Perché la Corte dei Conti ha bocciato il Ponte sullo Stretto

Il “niet” della Corte dei conti al Cipess complica i piani del governo di realizzare il Ponte sullo Stretto. I motivi dietro la decisione e cosa può accadere adesso

La Sezione di controllo della Corte dei Conti sugli atti del governo ha negato il visto di legittimità alla delibera del Cipess approvata ad agosto che autorizzava il progetto definitivo del ponte sullo Stretto di Messina, un atto che impegna circa 13,5 miliardi di euro di finanze pubbliche.

I magistrati contabili dell’organo presieduto da Guido Carlino hanno sollevato dubbi sulla correttezza dell’iter, sulla completezza e attendibilità della documentazione e sul rispetto delle norme europee e ambientali, bloccando il progetto cardine del ministero guidato da Matteo Salvini.

Il governo replica parlando di “ingerenza politica dei magistrati” e annuncia che intende comunque procedere: si apre una battaglia politica e giudiziaria di ampia portata, che s’intreccerà con quella sulla riforma della giustizia.

LA DECISIONE DELLA CORTE

La Corte dei Conti ha motivato il diniego al Cipess con una valutazione complessiva dell’iter: i magistrati hanno ritenuto la documentazione “insufficiente e in alcuni casi errata”, contestando la completezza delle relazioni e la chiarezza delle schede di quantificazione dei costi.

La mancata registrazione della delibera Cipess significa, di fatto, che la procedura così com’è impostata, non ha ottenuto il via libera formale da parte dell’organo di controllo sui conti pubblici. Come riporta la nota ufficiale della Corte dei Conti, le motivazioni ufficiali saranno depositate nei prossimi trenta giorni, ma la sostanza del giudizio è già chiara: il provvedimento non ha superato il vaglio di legittimità contabile.

I DUBBI DEI MAGISTRATI

Nel corso della relazione di ieri, la magistrata delegata Carmela Mirabella ha elencato numerose criticità: dall’attribuzione di competenza al Cipess — definito dalla Corte “organismo dal carattere politico” — alla coerenza tra quadro economico e coperture pluriennali, dalle incongruenze nelle schede di costo alle osservazioni sul mancato coinvolgimento di organismi tecnici come il Consiglio superiore dei lavori pubblici e l’Autorità dei trasporti.

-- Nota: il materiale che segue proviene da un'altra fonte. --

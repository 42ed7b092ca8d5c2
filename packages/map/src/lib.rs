#![cfg_attr(feature = "fail-on-warnings", deny(warnings))]
#![warn(clippy::all, clippy::pedantic, clippy::nursery, clippy::cargo)]
#![allow(clippy::multiple_crate_versions, clippy::cargo_common_metadata)]

//! Flood risk map rendering.
//!
//! Styling is a pure function of the ward boundaries, the committed risk
//! state, the selection, and the hovered ward. Output is a GeoJSON
//! `FeatureCollection` carrying simplestyle properties (`fill`,
//! `fill-opacity`, `stroke`, `stroke-width`, `stroke-dasharray`) that any
//! GeoJSON viewer can draw. Colors come from an embedded TOML palette.

pub mod interaction;
pub mod palette;
pub mod render;

pub use interaction::{MapIntent, MapView};
pub use palette::Palette;
pub use render::{RegionStyle, render, style_for, tooltip};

Non è mancato poi il rilievo sulle norme europee che impongono il riavvio di procedure competitive nel caso in cui i costi superino del 50% la cifra iniziale prevista dalla gara, con il rischio di procedura di infrazione e di annullamento dell’affidamento originario a WeBuild.

CHE COSA ACCADE ADESSO

Dal punto di vista procedurale lo scenario è chiaro: la negazione del visto non impedisce automaticamente ogni azione, ma complica fortemente l’iter. Il governo può tornare in Consiglio dei ministri e — motivando la necessità di interesse pubblico superiore — deliberare comunque l’atto; in quel caso la Corte potrebbe pronunciarsi in Sezioni riunite e apporre il visto “con riserva”.

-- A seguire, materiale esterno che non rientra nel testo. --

//! Normalizes raw backend payloads into [`NormalizedPrediction`] records.
//!
//! The backend reports up to three sub-models and any of them may be
//! missing, `null`, or carry numbers as strings. Every field of the output
//! is defaulted here so consumers never deal with absent data:
//!
//! | Field | Source | Default |
//! |---|---|---|
//! | `flood_probability` | `bayesian.flood_probability`, `bayesian_probability` | `0` |
//! | `risk_category` | derived from `flood_probability` | (`Low` via `0`) |
//! | `combined_confidence` | `combined_assessment.confidence` | `Medium` |
//! | `will_flood` | `random_forest.will_flood`, `random_forest.flood_risk_level >= 1` | `false` |
//! | `risk_zone` | `ward_risk_zone`, `clustering.risk_zone`, `risk_zone` | `"Unknown"` |
//! | `retrieved_at` | `timestamp` | client receipt time |
//!
//! Missing data therefore degrades toward [`RiskCategory::Low`]. That
//! understates risk when the probabilistic network is unavailable, which
//! matters for a flood warning display; the policy is kept in this one
//! function so it can be revisited in one place.

use chrono::{DateTime, NaiveDateTime, SecondsFormat, Utc};
use flood_map_risk_models::{
    ConfidenceLevel, ModelBreakdown, NormalizedPrediction, ProbabilityInterval, RawPrediction,
    RiskCategory, SubModelRisk,
};
use serde_json::Value;

/// Zone name used when the clustering model reports nothing usable.
pub const UNKNOWN_ZONE: &str = "Unknown";

/// Converts a raw payload into a fully-populated record.
///
/// Never fails. The same input always yields the same output.
#[must_use]
pub fn normalize(raw: &RawPrediction) -> NormalizedPrediction {
    let body = raw.body();

    let tree_ensemble = tree_ensemble(body);
    let (probabilistic, probabilistic_interval) = probabilistic(body);
    let risk_zone = risk_zone(body);
    let clustering = SubModelRisk {
        risk_category: zone_category(&risk_zone),
        probability: 0.0,
    };

    let will_flood = body
        .get("random_forest")
        .and_then(|rf| rf.get("will_flood"))
        .and_then(coerce_bool)
        .or_else(|| {
            body.get("random_forest")
                .and_then(|rf| rf.get("flood_risk_level"))
                .and_then(coerce_level)
                .map(|level| level >= 1)
        })
        .unwrap_or(false);

    let combined_confidence = body
        .get("combined_assessment")
        .and_then(|ca| ca.get("confidence"))
        .and_then(coerce_str)
        .and_then(ConfidenceLevel::parse_label)
        .unwrap_or_default();

    let retrieved_at = body
        .get("timestamp")
        .and_then(coerce_str)
        .and_then(parse_timestamp)
        .unwrap_or_else(|| raw.received_at());

    NormalizedPrediction {
        risk_category: RiskCategory::from_probability(probabilistic.probability),
        flood_probability: probabilistic.probability,
        combined_confidence,
        will_flood,
        risk_zone,
        model_breakdown: ModelBreakdown {
            tree_ensemble,
            probabilistic,
            probabilistic_interval,
            clustering,
        },
        retrieved_at,
    }
}

/// Renders a normalized record back into the backend payload shape.
///
/// `normalize(&denormalize(p)) == p` for every `p` produced by
/// [`normalize`].
#[must_use]
pub fn denormalize(prediction: &NormalizedPrediction) -> RawPrediction {
    let breakdown = &prediction.model_breakdown;
    let tree_probability = breakdown.tree_ensemble.probability;

    let mut random_forest = serde_json::json!({
        "will_flood": prediction.will_flood,
        "risk_probabilities": {
            "low": 1.0 - tree_probability,
            "medium": 0.0,
            "high": tree_probability,
        },
    });
    if let (Some(level), Some(obj)) = (
        breakdown.tree_ensemble.risk_category.level(),
        random_forest.as_object_mut(),
    ) {
        obj.insert("flood_risk_level".to_string(), Value::from(level));
    }

    let body = serde_json::json!({
        "ward_risk_zone": prediction.risk_zone,
        "random_forest": random_forest,
        "bayesian": {
            "flood_probability": prediction.flood_probability,
            "confidence_interval": [
                breakdown.probabilistic_interval.lower,
                breakdown.probabilistic_interval.upper,
            ],
        },
        "combined_assessment": {
            "confidence": prediction.combined_confidence.to_string(),
        },
        "timestamp": prediction
            .retrieved_at
            .to_rfc3339_opts(SecondsFormat::AutoSi, true),
    });

    RawPrediction::new(body, prediction.retrieved_at)
}

fn tree_ensemble(body: &Value) -> SubModelRisk {
    let Some(rf) = body.get("random_forest").filter(|v| v.is_object()) else {
        return SubModelRisk::default();
    };

    let risk_category = rf
        .get("flood_risk_level")
        .and_then(coerce_level)
        .map_or(RiskCategory::Unknown, RiskCategory::from_level);

    let class_probability = |class: &str| {
        rf.get("risk_probabilities")
            .and_then(|p| p.get(class))
            .and_then(coerce_f64)
            .map_or(0.0, clamp_unit)
    };

    SubModelRisk {
        risk_category,
        probability: clamp_unit(class_probability("medium") + class_probability("high")),
    }
}

fn probabilistic(body: &Value) -> (SubModelRisk, ProbabilityInterval) {
    let nested = body.get("bayesian").filter(|v| v.is_object());

    let probability = nested
        .and_then(|b| b.get("flood_probability"))
        .and_then(coerce_f64)
        .or_else(|| body.get("bayesian_probability").and_then(coerce_f64))
        .map_or(0.0, clamp_unit);

    let interval = nested
        .and_then(|b| b.get("confidence_interval"))
        .and_then(parse_interval)
        .unwrap_or(ProbabilityInterval {
            lower: probability,
            upper: probability,
        });

    (
        SubModelRisk {
            risk_category: RiskCategory::from_probability(probability),
            probability,
        },
        interval,
    )
}

/// Accepts `[lo, hi]`, `{ "lower", "upper" }` or `{ "low", "high" }`.
fn parse_interval(value: &Value) -> Option<ProbabilityInterval> {
    let (a, b) = match value {
        Value::Array(items) if items.len() == 2 => (coerce_f64(&items[0])?, coerce_f64(&items[1])?),
        Value::Object(_) => {
            let lower = value.get("lower").or_else(|| value.get("low"))?;
            let upper = value.get("upper").or_else(|| value.get("high"))?;
            (coerce_f64(lower)?, coerce_f64(upper)?)
        }
        _ => return None,
    };

    let (a, b) = (clamp_unit(a), clamp_unit(b));
    Some(ProbabilityInterval {
        lower: a.min(b),
        upper: a.max(b),
    })
}

fn risk_zone(body: &Value) -> String {
    body.get("ward_risk_zone")
        .and_then(coerce_str)
        .or_else(|| {
            body.get("clustering")
                .and_then(|c| c.get("risk_zone"))
                .and_then(coerce_str)
        })
        .or_else(|| body.get("risk_zone").and_then(coerce_str))
        .unwrap_or(UNKNOWN_ZONE)
        .to_string()
}

/// Maps a clustering zone label (e.g. `"Very High Risk"`) to a category.
fn zone_category(zone: &str) -> RiskCategory {
    let lower = zone.to_lowercase();

    if lower.contains("very high") {
        RiskCategory::Critical
    } else if lower.contains("high") {
        RiskCategory::High
    } else if lower.contains("medium") || lower.contains("moderate") {
        RiskCategory::Medium
    } else if lower.contains("low") {
        RiskCategory::Low
    } else {
        RiskCategory::Unknown
    }
}

/// Parses RFC 3339 or a naive ISO-8601 timestamp (taken as UTC).
fn parse_timestamp(s: &str) -> Option<DateTime<Utc>> {
    if let Ok(dt) = DateTime::parse_from_rfc3339(s) {
        return Some(dt.with_timezone(&Utc));
    }
    if let Ok(naive) = NaiveDateTime::parse_from_str(s, "%Y-%m-%dT%H:%M:%S%.f") {
        return Some(naive.and_utc());
    }
    if let Ok(naive) = NaiveDateTime::parse_from_str(s, "%Y-%m-%dT%H:%M:%S") {
        return Some(naive.and_utc());
    }
    log::trace!("Unparseable prediction timestamp: {s}");
    None
}

/// A finite number, from a JSON number or a numeric string.
fn coerce_f64(value: &Value) -> Option<f64> {
    let n = match value {
        Value::Number(n) => n.as_f64()?,
        Value::String(s) => s.trim().parse::<f64>().ok()?,
        _ => return None,
    };
    n.is_finite().then_some(n)
}

/// A non-negative whole risk level; fractional values are truncated.
#[allow(clippy::cast_possible_truncation, clippy::cast_sign_loss)]
fn coerce_level(value: &Value) -> Option<u64> {
    let n = coerce_f64(value)?;
    (n >= 0.0).then(|| n.trunc() as u64)
}

fn coerce_bool(value: &Value) -> Option<bool> {
    match value {
        Value::Bool(b) => Some(*b),
        Value::Number(_) => coerce_f64(value).map(|n| n != 0.0),
        Value::String(s) => match s.trim().to_lowercase().as_str() {
            "true" | "yes" | "1" => Some(true),
            "false" | "no" | "0" => Some(false),
            _ => None,
        },
        _ => None,
    }
}

fn coerce_str(value: &Value) -> Option<&str> {
    value.as_str().map(str::trim).filter(|s| !s.is_empty())
}

fn clamp_unit(p: f64) -> f64 {
    p.clamp(0.0, 1.0)
}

Entrambe le opzioni porterebbero con sé rischi giudiziari: senza il nullaosta pieno della Corte è verosimile una pioggia di ricorsi al TAR, ricorsi costituzionali e istanze che potrebbero arrivare fino alle corti europee.

Procedere “forzando” l’atto espone infatti l’esecutivo a responsabilità politiche e finanziarie: un atto registrato con riserva ha piena efficacia ma viene accompagnato dalla segnalazione al Parlamento da parte della Corte, con la possibilità di creare un conto politico da rendere in termini di responsabilità amministrativa.